Les metteurs en scène ont travaillé sur des effets de contrepoint, des procédés de cristallisation de l’imaginaire et une gestion de l’espace d’une vraie belle créativité. Le registre de la bestialité et de la chasse à laquelle s’adonne le seigneur amène naturellement un lapin suspendu et écartelé, crucifié comme le sera le seigneur par le mal que lui inflige le More, tandis que le More fourbit ses armes mystérieuses et magiques, amas sanguinolents de peau, de poils, de sang dans un chaudron qu’il présente au ciel tout en faisant des imprécations au beau milieu de l’attroupement des spectateurs, tandis que le seigneur sur la scène périphérique aiguise le couteau qui prépare le dépeçage de la bête et ce dépeçage se fera en même temps que le viol de la damoiselle que le More violente avec la tête de lapin sanguinolente. Le spectaculaire construit ainsi mentalement une image plastique de violence, qui convoque le sang et la bête du sacrifice et non une reproduction réaliste des exactions. Mais ce qui permet vraiment au spectateur d’entrer dans l’univers de ce théâtre et d’accepter l’extravagance est de toute évidence la qualité de jeu des comédiens et la performance qu’ils déploient pour convoquer une tension tragique qui reste sur le fil du rasoir et ne bascule jamais dans le ridicule ou le grand guignol. Babacar M’Baye Fall, dans le rôle du More, a une présence et une subtilité de registre sans pareille, Jeanne Brouaye joue les saintes martyres avec une conviction qui parvient à émouvoir et Éric Bougnon en seigneur aveuglé est exaspérant à souhait.
Une tragédie du marronnage
Étonnante à plus d’un titre, archétype du théâtre de l’échafaud et de la tragédie irrégulière pour Christian Biet, cette pièce participe aussi au débat d’idées autour de l’esclavage qui traverse la société du temps.
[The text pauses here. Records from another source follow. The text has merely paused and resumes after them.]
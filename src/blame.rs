//! Best-effort `git blame` lookups.
//!
//! Everything here degrades to `None`: no git binary, a file outside any
//! repository, an untracked file or a slow repository all just mean "no
//! blame available".

use anyhow::{Context, Result, anyhow, bail};
use chrono::{DateTime, TimeZone, Utc};
use std::collections::HashSet;
use std::ffi::OsStr;
use std::io::Read;
use std::path::{Path, PathBuf};
use std::process::{Command, Stdio};
use std::thread;
use std::time::{Duration, Instant};

/// Upper bound for locating the repository.
const TOPLEVEL_TIMEOUT: Duration = Duration::from_secs(5);

/// Upper bound for the blame itself.
const BLAME_TIMEOUT: Duration = Duration::from_secs(10);

/// How often a running git child is checked for exit.
const POLL_INTERVAL: Duration = Duration::from_millis(10);

/// One line's attribution from `git blame`.
#[derive(Debug, Clone, PartialEq, Eq)]
pub struct BlameEntry {
    /// Author name
    pub author: String,
    /// Author time
    pub time: DateTime<Utc>,
    /// First line of the commit message
    pub summary: String,
}

/// The `limit` most recent distinct (author, summary) attributions for
/// lines of `path`, newest first.
#[must_use]
pub fn recent_blame(path: &Path, limit: usize) -> Option<Vec<BlameEntry>> {
    match try_recent_blame(path, limit) {
        Ok(entries) if !entries.is_empty() => Some(entries),
        Ok(_) => None,
        Err(e) => {
            tracing::debug!(path = %path.display(), error = %format!("{e:#}"), "Blame unavailable");
            None
        }
    }
}

fn try_recent_blame(path: &Path, limit: usize) -> Result<Vec<BlameEntry>> {
    let git = which::which("git").context("git not found on PATH")?;

    let absolute = path
        .canonicalize()
        .with_context(|| format!("Failed to resolve {}", path.display()))?;
    let parent = absolute
        .parent()
        .ok_or_else(|| anyhow!("{} has no parent directory", absolute.display()))?;

    let toplevel = run_git(
        &git,
        parent,
        &[OsStr::new("rev-parse"), OsStr::new("--show-toplevel")],
        TOPLEVEL_TIMEOUT,
    )?;
    let toplevel = PathBuf::from(toplevel.trim())
        .canonicalize()
        .context("Failed to resolve repository root")?;
    let relative = absolute
        .strip_prefix(&toplevel)
        .context("File is outside the repository")?;

    let porcelain = run_git(
        &git,
        &toplevel,
        &[
            OsStr::new("blame"),
            OsStr::new("--line-porcelain"),
            OsStr::new("--"),
            relative.as_os_str(),
        ],
        BLAME_TIMEOUT,
    )?;

    Ok(most_recent(parse_porcelain(&porcelain), limit))
}

/// Run git in `dir`, returning stdout. Kills the child once `timeout` elapses.
fn run_git(git: &Path, dir: &Path, args: &[&OsStr], timeout: Duration) -> Result<String> {
    let mut child = Command::new(git)
        .args(args)
        .current_dir(dir)
        .stdin(Stdio::null())
        .stdout(Stdio::piped())
        .stderr(Stdio::null())
        .spawn()
        .context("Failed to run git")?;

    let mut stdout = child
        .stdout
        .take()
        .ok_or_else(|| anyhow!("git stdout was not captured"))?;
    // Drain concurrently so a large blame cannot fill the pipe and stall git
    let reader = thread::spawn(move || {
        let mut buf = Vec::new();
        stdout.read_to_end(&mut buf).map(|_| buf)
    });

    let deadline = Instant::now() + timeout;
    let status = loop {
        if let Some(status) = child.try_wait().context("Failed to wait for git")? {
            break status;
        }
        if Instant::now() >= deadline {
            let _ = child.kill();
            let _ = child.wait();
            bail!("git timed out after {timeout:?}");
        }
        thread::sleep(POLL_INTERVAL);
    };

    let bytes = reader
        .join()
        .map_err(|_| anyhow!("git output reader panicked"))?
        .context("Failed to read git output")?;

    if !status.success() {
        bail!("git exited with {status}");
    }
    Ok(String::from_utf8_lossy(&bytes).into_owned())
}

/// Parse `git blame --line-porcelain` output into one entry per line.
/// Lines missing any of author, time or summary are dropped.
#[must_use]
pub fn parse_porcelain(output: &str) -> Vec<BlameEntry> {
    let mut entries = Vec::new();
    let mut author = None;
    let mut time = None;
    let mut summary = None;

    for line in output.lines() {
        if let Some(rest) = line.strip_prefix("author ") {
            author = Some(rest.to_string());
        } else if let Some(rest) = line.strip_prefix("author-time ") {
            time = rest
                .trim()
                .parse::<i64>()
                .ok()
                .and_then(|secs| Utc.timestamp_opt(secs, 0).single());
        } else if let Some(rest) = line.strip_prefix("summary ") {
            summary = Some(rest.to_string());
        } else if line.starts_with('\t') {
            if let (Some(author), Some(time), Some(summary)) =
                (author.take(), time.take(), summary.take())
            {
                entries.push(BlameEntry {
                    author,
                    time,
                    summary,
                });
            }
        }
    }

    entries
}

/// Newest first, one entry per distinct (author, summary), at most `limit`.
#[must_use]
pub fn most_recent(mut entries: Vec<BlameEntry>, limit: usize) -> Vec<BlameEntry> {
    entries.sort_by(|a, b| b.time.cmp(&a.time));

    let mut seen = HashSet::new();
    entries
        .into_iter()
        .filter(|e| seen.insert((e.author.clone(), e.summary.clone())))
        .take(limit)
        .collect()
}
#[cfg(test)]
mod tests {
    use super::*;
    use crate::diff::diff;
    use crate::snapshot::fixtures::{at, snapshot};
    use std::path::PathBuf;

    fn scenario() -> DiffResult {
        let before = snapshot(&[("a.txt", "x"), ("b.txt", "y"), ("same.txt", "s")]);
        let after = snapshot(&[("a.txt", "z"), ("c.txt", "w"), ("same.txt", "s")]);
        diff(&before, &after)
    }

    #[test]
    fn test_last_scan_groups() {
        let lines = render_groups(&scenario(), &GroupLayout::last_scan(10), |_| Vec::new());
        assert_eq!(
            lines,
            vec![
                "  NEW (1):",
                "    + c.txt",
                "",
                "  MODIFIED (1):",
                "    ~ a.txt",
                "",
                "  DELETED (1):",
                "    - b.txt",
                "",
            ]
        );
    }

    #[test]
    fn test_details_are_indented_under_entry() {
        let lines = render_groups(&scenario(), &GroupLayout::last_scan(10), |e| {
            if e.kind == ChangeKind::Modified {
                vec!["| tail".to_string()]
            } else {
                Vec::new()
            }
        });
        let at_modified = lines.iter().position(|l| l == "    ~ a.txt");
        assert_eq!(
            at_modified.map(|i| lines[i + 1].as_str()),
            Some("      | tail")
        );
    }

    #[test]
    fn test_groups_elide_past_limit() {
        let before = snapshot(&[]);
        let names: Vec<String> = (0..13).map(|i| format!("f{i:02}")).collect();
        let entries: Vec<(&str, &str)> = names.iter().map(|n| (n.as_str(), "x")).collect();
        let result = diff(&before, &snapshot(&entries));

        let lines = render_groups(&result, &GroupLayout::comparison(10), |_| Vec::new());
        assert_eq!(lines[0], "CREATED (13):");
        assert_eq!(lines[1], "  + f00");
        assert_eq!(lines[10], "  + f09");
        assert_eq!(lines[11], "  ... and 3 more");
    }

    #[test]
    fn test_summary_line() {
        assert_eq!(
            summary_line(&scenario()),
            "SUMMARY: 1 created, 1 deleted, 1 modified, 1 unchanged"
        );
    }

    #[test]
    fn test_comparison_report_shape() {
        let lines = render_comparison("before", "after", &scenario(), 10);
        assert_eq!(lines[1], " WITNESS DIFF");
        assert!(lines.iter().any(|l| l.starts_with("FROM: before (")));
        assert!(lines.iter().any(|l| l.starts_with("TO: after (")));
        assert!(lines.contains(&"  3 files".to_string()));

        let created = lines.iter().position(|l| l == "CREATED (1):");
        let deleted = lines.iter().position(|l| l == "DELETED (1):");
        let modified = lines.iter().position(|l| l == "MODIFIED (1):");
        assert!(created < deleted && deleted < modified);
        assert_eq!(
            lines.last().map(String::as_str),
            Some("SUMMARY: 1 created, 1 deleted, 1 modified, 1 unchanged")
        );
    }

    #[test]
    fn test_scan_listing() {
        let entries: Vec<(String, &str)> = (0..7).map(|i| (format!("f{i}"), "x")).collect();
        let pairs: Vec<(&str, &str)> = entries.iter().map(|(p, c)| (p.as_str(), *c)).collect();
        let lines = render_scan(&snapshot(&pairs), "flat");

        assert_eq!(lines[0], "i see 7 files (flat)");
        assert_eq!(lines[1], "  f0");
        assert_eq!(lines[5], "  f4");
        assert_eq!(lines[6], "  ... and 2 more");
        assert_eq!(render_scan(&snapshot(&[]), "recursive"), vec!["the directory is empty, or hidden"]);
    }

    #[test]
    fn test_list_rendering() {
        assert_eq!(render_list(&[]), vec!["no saved snapshots"]);

        let infos = [StoredSnapshotInfo {
            name: "before".to_string(),
            captured_at: at(0),
            root: PathBuf::from("/work"),
            file_count: 12,
        }];
        let lines = render_list(&infos);
        assert_eq!(lines[0], "saved snapshots (1):");
        assert!(lines[1].starts_with("  before          "));
        assert!(lines[1].ends_with("  12 files  /work"));
    }

    #[test]
    fn test_dormant_rendering() {
        let threshold = Duration::from_secs(24 * 3600);
        let empty = render_dormant(&[], threshold, 5);
        assert_eq!(empty[2], " Threshold: 1day");
        assert!(empty.contains(&"Everything has been touched recently.".to_string()));

        let files = vec![
            DormantFile {
                relative_path: "old.txt".to_string(),
                age: Duration::from_secs(3 * 86_400),
            },
            DormantFile {
                relative_path: "older.txt".to_string(),
                age: Duration::from_secs(2 * 86_400),
            },
        ];
        let lines = render_dormant(&files, threshold, 1);
        assert!(lines.contains(&"  old.txt: 3.0 days ago".to_string()));
        assert!(lines.contains(&"  ... and 1 more".to_string()));
        assert_eq!(lines.last().map(String::as_str), Some("TOTAL: 2 dormant files"));
    }

    #[test]
    fn test_project_dormancy_rendering() {
        let threshold = Duration::from_secs(3600);
        let empty = render_project_dormancy(&[], threshold, 5);
        assert_eq!(empty[1], " DORMANT FILES REPORT");
        assert_eq!(empty[2], " Threshold: 1h");
        assert_eq!(empty.last().map(String::as_str), Some("Everything has been touched recently."));

        let file = |path: &str, days: u64| DormantFile {
            relative_path: path.to_string(),
            age: Duration::from_secs(days * 86_400),
        };
        let projects = [
            ProjectDormancy {
                name: "alpha".to_string(),
                files: vec![file("src/lib.rs", 4), file("notes.md", 2), file("old.md", 2)],
            },
            ProjectDormancy {
                name: "beta".to_string(),
                files: vec![file("main.py", 3)],
            },
        ];
        let lines = render_project_dormancy(&projects, threshold, 2);
        let rule = "-".repeat(BANNER_WIDTH);

        let body: Vec<&str> = lines[5..].iter().map(String::as_str).collect();
        assert_eq!(
            body,
            [
                "[alpha] 3 dormant files",
                "  src/lib.rs: 4.0 days ago",
                "  notes.md: 2.0 days ago",
                "  ... and 1 more",
                "",
                "[beta] 1 dormant files",
                "  main.py: 3.0 days ago",
                "",
                rule.as_str(),
                "TOTAL: 4 dormant files across 2 projects",
            ]
        );
    }

    #[test]
    fn test_activity_rendering() {
        assert_eq!(render_activity(&[]).last().map(String::as_str), Some("No projects found."));

        let ranked = [
            ProjectActivity {
                name: "busy".to_string(),
                idle: Duration::from_secs(120),
                file_count: 3,
            },
            ProjectActivity {
                name: "quiet".to_string(),
                idle: Duration::from_secs(2 * 86_400),
                file_count: 1,
            },
        ];
        let lines = render_activity(&ranked);

        assert_eq!(lines[1], " PROJECT ACTIVITY RANKING");
        assert!(lines.contains(&format!("  1. {:20} last active: 2 minutes ago", "busy")));
        assert!(lines.contains(&format!("  2. {:20} last active: 2.0 days ago", "quiet")));
        assert!(lines.contains(&"STALE PROJECTS (1 untouched for 1day+):".to_string()));
        assert_eq!(lines.last().map(String::as_str), Some("  - quiet"));
    }

    #[test]
    fn test_activity_without_stale_projects() {
        let ranked = [ProjectActivity {
            name: "busy".to_string(),
            idle: Duration::from_secs(5),
            file_count: 1,
        }];
        let lines = render_activity(&ranked);
        assert!(!lines.iter().any(|l| l.starts_with("STALE")));
    }

    #[test]
    fn test_newly_dormant_rendering() {
        let newly: Vec<DormantFile> = ["a.rs", "b.rs", "c.rs"]
            .iter()
            .map(|p| DormantFile {
                relative_path: (*p).to_string(),
                age: Duration::from_secs(7200),
            })
            .collect();
        let lines = render_newly_dormant(&newly, &at(0), 2);

        assert!(lines[0].starts_with('['));
        assert!(lines[0].ends_with("] 3 files became dormant:"));
        assert_eq!(&lines[1..], ["  a.rs", "  b.rs", "  ... and 1 more", ""]);
    }
}
//! Narrated descriptions of changes.
//!
//! Each change kind has a fixed table of phrases; one is picked with the
//! caller's random source so output is reproducible under a seeded RNG.

use crate::diff::{ChangeEntry, ChangeKind};
use rand::Rng;
use rand::seq::IndexedRandom;

const CREATED: &[&str] = &[
    "something new appeared:",
    "a new presence:",
    "came into being:",
    "emerged:",
    "arrived quietly:",
];

const MODIFIED: &[&str] = &[
    "changed:",
    "was touched:",
    "shifted:",
    "became different:",
    "transformed:",
];

const DELETED: &[&str] = &[
    "departed:",
    "is gone now:",
    "was here, then wasn't:",
    "left no trace:",
    "faded:",
];

/// Phrase table for a kind.
#[must_use]
pub const fn phrases(kind: ChangeKind) -> &'static [&'static str] {
    match kind {
        ChangeKind::Created => CREATED,
        ChangeKind::Modified => MODIFIED,
        ChangeKind::Deleted => DELETED,
    }
}

/// Pick a phrase for `kind`.
pub fn phrase<R: Rng + ?Sized>(kind: ChangeKind, rng: &mut R) -> &'static str {
    phrases(kind).choose(rng).copied().unwrap_or_else(|| kind.name())
}

/// One narrated line, e.g. `  emerged: notes.txt`.
pub fn narrate<R: Rng + ?Sized>(entry: &ChangeEntry, rng: &mut R) -> String {
    format!("  {} {}", phrase(entry.kind, rng), entry.relative_path)
}

/// One plain line, e.g. `  + notes.txt`.
#[must_use]
pub fn plain(entry: &ChangeEntry) -> String {
    format!("  {} {}", entry.kind.symbol(), entry.relative_path)
}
C’est en effet à la même époque, dans la première décennie du XVIIe siècle que des armateurs français expérimentent les premières expéditions négrières emboîtant le pas aux Portugais et aux Espagnols qui la pratiquent déjà depuis près d’un siècle. Ce sera Louis XIII qui finira par donner l’autorisation de ce commerce, après avoir subi des assauts incessants pour le libéraliser dès son arrivée au pouvoir en 1610. La morale finira par céder le pas aux affaires et à l’appât du gain avec une légalisation accordée par un édit de Louis XIII autorisant la traite négrière en 1642.
L’originalité de la pièce tient aussi au personnage de More qu’elle met en scène. Un « More cruel envers son seigneur nommé Riviery« , comme l’annonce le titre programmatique, donc un More esclave, un More « mis au cadène », selon la formule de l’époque. Or en ce tournant du XVIIe siècle les hommes originaires de la Négritie, de ces territoires subsahariens voués aux monstres et chimères n’occupent la scène française que sous forme de masques dans les ballets et divertissements de cours. « Faire le More » est un rituel amoureux que prisent les seigneurs. Ils y apparaissent comme des Ambassadeurs d’Afrique de la plus grande distinction, malheureusement carbonisés par le soleil, autant que par les rayons de beauté des femmes de la cour qui les attirent et les détruisent dans le même mouvement. Artifice du discours amoureux, le More n’a pas d’autre présence scénique que celle d’un travestissement et il ne s’associe pas à l’esclave. Depuis un arrêt, datant de 1571, la terre de France ne reconnaît pas le statut d’esclave et de fait tout esclave sur son sol recouvre la liberté. L’esclavage est une affaire lointaine, mise à distance, qui concerne le nouveau monde et avec lequel le royaume de France ne veut pas avoir affaire. L’occultation est radicale, tout est fait pour que l’ordre esclavagiste qui régit les îles du nouveau monde et le commerce de la traite dans lequel, prospère bientôt l’ensemble des grandes puissances maritimes de l’Europe, ne soit pas mis en débat à la cour et portée ouvertement à la connaissance de l’opinion publique.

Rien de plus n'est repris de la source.